Potential for therapeutic targeting
By knocking down mismatch repair proteins in cell models, the Houston Methodist team demonstrated partial rescue of DNA damage induced by TDP43 pathology. The results suggest that mismatch repair hyperactivation, not just TDP43 aggregation, could be targeted for intervention.
"Controlling DNA mismatch repair may offer a therapeutic strategy," Dr. Hegde noted. "If we can fine-tune this pathway in non-dividing cells, we may be able to slow genome instability and disease progression in ALS and FTD."
Future directions include testing whether mismatch repair overactivation triggers repeat expansions in disorders such as Huntington's disease, and whether TDP43/MMR dysregulation could be exploited as a biomarker or therapeutic entry point in oncology.
Collaborative effort across leading institutions
This research represents a major multi-institutional collaboration led by Dr. Hegde, who brought together leading experts across neuroscience, DNA repair and structural biology.

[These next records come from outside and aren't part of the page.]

use std::collections::BTreeMap;
use std::path::{Path, PathBuf};

use anyhow::{Context, Result};
use serde::{Deserialize, Serialize};

use crate::core::ToolchainVersion;

pub const DEFAULT_CONFIG_FILE: &str = "portcheck.toml";

#[derive(Debug, Clone, Serialize)]
pub struct EffectiveConfig {
    pub harness: HarnessConfig,
    pub engine: EngineConfig,
    pub modules: BTreeMap<String, Module>,
    #[serde(skip_serializing_if = "Option::is_none")]
    pub config_path: Option<String>,
}

#[derive(Debug, Clone, Serialize)]
pub struct HarnessConfig {
    pub fixtures_dir: PathBuf,
    pub timeout_secs: u64,
    pub go: String,
    pub git: String,
    pub hg: String,
    #[serde(skip_serializing_if = "Option::is_none")]
    pub log_dir: Option<PathBuf>,
}

#[derive(Debug, Clone, Default, Serialize)]
pub struct EngineConfig {
    pub exclude: Vec<String>,
    pub rewrite: Vec<RewriteRule>,
}

#[derive(Debug, Clone, PartialEq, Eq, Serialize, Deserialize)]
pub struct RewriteRule {
    pub from: String,
    pub to: String,
}

/// A module under test, with defaults already applied.
#[derive(Debug, Clone, Serialize)]
pub struct Module {
    pub default: Vec<String>,
    pub name: String,
    /// Custom fetch location, overriding host-based resolution.
    #[serde(skip_serializing_if = "Option::is_none")]
    pub url: Option<String>,
    pub tests: Vec<Test>,
    pub skip_latest: bool,
    pub long: bool,
}

/// One test case of a module, with defaults already applied.
#[derive(Debug, Clone, Serialize)]
pub struct Test {
    /// Revision to check out; `None` means the default branch tip.
    #[serde(skip_serializing_if = "Option::is_none")]
    pub version: Option<String>,
    pub paths: Vec<String>,
    #[serde(skip_serializing_if = "Option::is_none")]
    pub go_version: Option<ToolchainVersion>,
    pub name: String,
    pub expected: String,
    pub long: bool,
    /// Smoke check only: no fixture comparison. Never read from config.
    #[serde(skip)]
    pub simple: bool,
}

impl Default for HarnessConfig {
    fn default() -> Self {
        Self {
            fixtures_dir: PathBuf::from("testdata/expected"),
            timeout_secs: 1800,
            go: "go".to_string(),
            git: "git".to_string(),
            hg: "hg".to_string(),
            log_dir: None,
        }
    }
}

impl Default for EffectiveConfig {
    fn default() -> Self {
        Self {
            harness: HarnessConfig::default(),
            engine: EngineConfig {
                exclude: vec!["**/vendor".to_string(), "**/vendor/**".to_string()],
                rewrite: vec![],
            },
            modules: BTreeMap::new(),
            config_path: None,
        }
    }
}

#[derive(Debug, Deserialize)]
struct RawConfig {
    harness: Option<RawHarnessConfig>,
    engine: Option<RawEngineConfig>,
    #[serde(default)]
    modules: BTreeMap<String, RawModule>,
}

#[derive(Debug, Deserialize)]
struct RawHarnessConfig {
    fixtures_dir: Option<PathBuf>,
    timeout_secs: Option<u64>,
    go: Option<String>,
    git: Option<String>,
    hg: Option<String>,
    log_dir: Option<PathBuf>,
}

#[derive(Debug, Deserialize)]
struct RawEngineConfig {
    exclude: Option<Vec<String>>,
    rewrite: Option<Vec<RewriteRule>>,
}

#[derive(Debug, Default, Deserialize)]
#[serde(default, deny_unknown_fields)]
struct RawModule {
    default: Vec<String>,
    name: String,
    url: String,
    tests: Vec<RawTest>,
    skip_latest: bool,
    long: bool,
}

#[derive(Debug, Default, Deserialize)]
#[serde(default, deny_unknown_fields)]
struct RawTest {
    version: String,
    paths: Vec<String>,
    go_version: String,
    name: String,
    expected: String,
    long: bool,
}

pub fn default_config_path() -> PathBuf {
    PathBuf::from(DEFAULT_CONFIG_FILE)
}

/// Loads the configuration. An explicitly requested file must exist; the
/// default `portcheck.toml` is optional.
pub fn load(config_path: Option<&Path>) -> Result<EffectiveConfig> {
    let mut cfg = EffectiveConfig::default();

    let (path, explicit) = match config_path {
        Some(p) => (p.to_path_buf(), true),
        None => (default_config_path(), false),
    };

    if path.exists() || explicit {
        let s = std::fs::read_to_string(&path)
            .with_context(|| format!("failed to read config file: {}", path.display()))?;
        let raw: RawConfig = toml::from_str(&s)
            .with_context(|| format!("failed to parse config file (TOML): {}", path.display()))?;
        let path = std::path::absolute(&path)
            .with_context(|| format!("failed to resolve config path: {}", path.display()))?;
        apply_raw_config(&mut cfg, raw)?;
        if let Some(dir) = path.parent() {
            cfg.harness.fixtures_dir = dir.join(&cfg.harness.fixtures_dir);
            if let Some(log_dir) = cfg.harness.log_dir.take() {
                cfg.harness.log_dir = Some(dir.join(log_dir));
            }
        }
        cfg.config_path = Some(path.display().to_string());
    }

    apply_env_overrides(&mut cfg)?;

    Ok(cfg)
}

/// Parses a test matrix document without touching the filesystem or the
/// environment. Relative paths stay relative.
pub fn from_toml_str(s: &str) -> Result<EffectiveConfig> {
    let mut cfg = EffectiveConfig::default();
    let raw: RawConfig = toml::from_str(s).context("failed to parse config (TOML)")?;
    apply_raw_config(&mut cfg, raw)?;
    Ok(cfg)
}

fn apply_raw_config(cfg: &mut EffectiveConfig, raw: RawConfig) -> Result<()> {
    if let Some(harness) = raw.harness {
        if let Some(fixtures_dir) = harness.fixtures_dir {
            cfg.harness.fixtures_dir = fixtures_dir;
        }
        if let Some(timeout_secs) = harness.timeout_secs {
            cfg.harness.timeout_secs = timeout_secs;
        }
        if let Some(go) = harness.go {
            cfg.harness.go = go;
        }
        if let Some(git) = harness.git {
            cfg.harness.git = git;
        }
        if let Some(hg) = harness.hg {
            cfg.harness.hg = hg;
        }
        if let Some(log_dir) = harness.log_dir {
            cfg.harness.log_dir = Some(log_dir);
        }
    }

    if let Some(engine) = raw.engine {
        if let Some(exclude) = engine.exclude {
            cfg.engine.exclude = exclude;
        }
        if let Some(rewrite) = engine.rewrite {
            cfg.engine.rewrite = rewrite;
        }
    }

    for (path, raw) in raw.modules {
        let module = normalize_module(&path, raw).with_context(|| format!("module {path}"))?;
        cfg.modules.insert(path, module);
    }

    Ok(())
}

fn normalize_module(path: &str, raw: RawModule) -> Result<Module> {
    let default = if raw.default.is_empty() {
        vec![path.to_string()]
    } else {
        raw.default
    };
    let name = if raw.name.is_empty() {
        short_name(path)
    } else {
        raw.name
    };

    let mut tests = Vec::with_capacity(raw.tests.len());
    for t in raw.tests {
        let test_name = if t.name.is_empty() {
            t.version.clone()
        } else {
            t.name
        };
        let go_version = if t.go_version.is_empty() {
            None
        } else {
            let v = t
                .go_version
                .parse::<ToolchainVersion>()
                .with_context(|| format!("test {test_name}: go_version"))?;
            Some(v)
        };
        let expected = if t.expected.is_empty() {
            fixture_name(&name, &test_name)
        } else {
            t.expected
        };
        tests.push(Test {
            version: non_empty(t.version),
            paths: if t.paths.is_empty() {
                default.clone()
            } else {
                t.paths
            },
            go_version,
            name: test_name,
            expected,
            long: t.long,
            simple: false,
        });
    }

    Ok(Module {
        default,
        name,
        url: non_empty(raw.url),
        tests,
        skip_latest: raw.skip_latest,
        long: raw.long,
    })
}

impl Module {
    /// Unpinned smoke check against the default branch tip.
    pub fn latest_test(&self) -> Test {
        Test {
            version: None,
            paths: self.default.clone(),
            go_version: None,
            name: "latest".to_string(),
            expected: fixture_name(&self.name, "latest"),
            long: false,
            simple: true,
        }
    }
}

pub fn fixture_name(short_name: &str, test_name: &str) -> String {
    format!("{short_name}@{test_name}.json")
}

/// Short display name of a module path: its last segment, with a trailing
/// `/vN` major-version suffix folded in as `_vN`.
pub fn short_name(path: &str) -> String {
    let segments: Vec<&str> = path
        .trim_end_matches('/')
        .split('/')
        .filter(|s| !s.is_empty())
        .collect();
    match segments.as_slice() {
        [] => path.to_string(),
        [.., base, last] if is_major_suffix(last) => format!("{base}_{last}"),
        [.., last] => last.to_string(),
    }
}

fn is_major_suffix(segment: &str) -> bool {
    segment
        .strip_prefix('v')
        .is_some_and(|n| !n.is_empty() && n.chars().all(|c| c.is_ascii_digit()))
}

fn non_empty(s: String) -> Option<String> {
    if s.is_empty() { None } else { Some(s) }
}

fn apply_env_overrides(cfg: &mut EffectiveConfig) -> Result<()> {
    if let Ok(v) = std::env::var("PORTCHECK_FIXTURES_DIR") {
        let v = v.trim();
        if !v.is_empty() {
            cfg.harness.fixtures_dir = PathBuf::from(v);
        }
    }
    if let Ok(v) = std::env::var("PORTCHECK_TIMEOUT_SECS") {
        cfg.harness.timeout_secs = v
            .trim()
            .parse::<u64>()
            .with_context(|| "PORTCHECK_TIMEOUT_SECS")?;
    }
    if let Ok(v) = std::env::var("PORTCHECK_GO") {
        let v = v.trim();
        if !v.is_empty() {
            cfg.harness.go = v.to_string();
        }
    }
    if let Ok(v) = std::env::var("PORTCHECK_GIT") {
        let v = v.trim();
        if !v.is_empty() {
            cfg.harness.git = v.to_string();
        }
    }
    if let Ok(v) = std::env::var("PORTCHECK_HG") {
        let v = v.trim();
        if !v.is_empty() {
            cfg.harness.hg = v.to_string();
        }
    }
    if let Ok(v) = std::env::var("PORTCHECK_LOG_DIR") {
        let v = v.trim();
        if !v.is_empty() {
            cfg.harness.log_dir = Some(PathBuf::from(v));
        }
    }

    Ok(())
}
use std::collections::HashSet;
use std::fmt;

use serde::{Deserialize, Deserializer, Serialize};
use serde_json::{Map, Value};

/// Complete record of one porting run.
///
/// Field names of the nested records follow the fixture format (PascalCase),
/// while the two top-level keys are lowercase. Optional fields are omitted
/// when absent and are never represented as empty strings.
#[derive(Debug, Clone, Default, PartialEq, Serialize, Deserialize)]
#[serde(deny_unknown_fields)]
pub struct ActionList {
    #[serde(deserialize_with = "null_as_empty")]
    pub modules: Vec<ModuleAction>,
    #[serde(deserialize_with = "null_as_empty")]
    pub packages: Vec<PackageAction>,
}

#[derive(Debug, Clone, Default, PartialEq, Eq, Serialize, Deserialize)]
#[serde(rename_all = "PascalCase", deny_unknown_fields)]
pub struct ModuleAction {
    pub path: String,
    pub version: String,
    pub fixed: String,
    #[serde(default, skip_serializing_if = "Option::is_none")]
    pub dir: Option<String>,
    pub imported: bool,
}

#[derive(Debug, Clone, Default, PartialEq, Serialize, Deserialize)]
#[serde(rename_all = "PascalCase", deny_unknown_fields)]
pub struct PackageAction {
    pub path: String,
    pub module: String,
    #[serde(default, skip_serializing_if = "Option::is_none")]
    pub dir: Option<String>,
    /// Engine-specific detail. Carried through verbatim but excluded from
    /// fixture comparison.
    #[serde(
        default,
        deserialize_with = "null_as_empty",
        skip_serializing_if = "Vec::is_empty"
    )]
    pub actions: Vec<SubAction>,
    #[serde(default, deserialize_with = "null_as_empty")]
    pub files: Vec<FileAction>,
    #[serde(default, skip_serializing_if = "Option::is_none")]
    pub error: Option<String>,
}

/// Opaque key/value record emitted by an engine for a package.
#[derive(Debug, Clone, Default, PartialEq, Serialize, Deserialize)]
#[serde(transparent)]
pub struct SubAction(pub Map<String, Value>);

#[derive(Debug, Clone, Default, PartialEq, Eq, Serialize, Deserialize)]
#[serde(rename_all = "PascalCase", deny_unknown_fields)]
pub struct FileAction {
    pub name: String,
    pub build: bool,
    #[serde(default, skip_serializing_if = "Option::is_none")]
    pub base_file: Option<String>,
    #[serde(
        default,
        deserialize_with = "null_as_empty",
        skip_serializing_if = "Vec::is_empty"
    )]
    pub lines: Vec<LineAction>,
}

#[derive(Debug, Clone, Default, PartialEq, Eq, Serialize, Deserialize)]
#[serde(rename_all = "PascalCase", deny_unknown_fields)]
pub struct LineAction {
    pub line: u32,
    pub original: String,
    pub fixed: String,
    #[serde(default, deserialize_with = "null_as_empty")]
    pub changes: Vec<ChangeAction>,
}

/// Substitution of `original` at the 1-based byte `column` of a line.
#[derive(Debug, Clone, Default, PartialEq, Eq, Serialize, Deserialize)]
#[serde(rename_all = "PascalCase", deny_unknown_fields)]
pub struct ChangeAction {
    pub column: u32,
    pub original: String,
    pub replacement: String,
}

The findings highlight Houston Methodist's growing role as a leader in translational neuroscience and genome stability research.
"This work illustrates how interconnected neurodegeneration and cancer biology can be — and offers a strong jumping off point for looking more closely at the mechanisms of DNA repair in the context of human disease," Dr. Hegde concluded.
Dr. Gavin Britz, chair of Neurosurgery at Houston Methodist, provided clinical direction linking the mechanistic findings to translational relevance. Dr. Zuoshang Xu (UMass Chan Medical School) contributed a second ALS rodent model validating TDP43–mediated mismatch repair dysregulation. Dr. Ralph Garruto (Binghamton University, SUNY) provided ALS patient tissue samples confirming these alterations in human disease. Emeritus professor Dr. Sankar Mitra (Houston Methodist) offered mechanistic insights into transcription-coupled DNA repair that informed the study's conceptual framework. Drs. Albino Bacolla and John A. Tainer (MD Anderson Cancer Center) analyzed TCGA datasets to establish TDP-43–MMR correlations in cancer, revealing the broader implications of the work across disease contexts. Dr. Guo-Min Li, a mismatch repair pioneer at UT Southwestern, provided crucial conceptual insights on MMR regulation. Dr. Vincent Provacek, who worked in Dr. Hegde's lab as a pre-doctoral trainee and is now a neurosurgeon in Austin, was the paper's first author.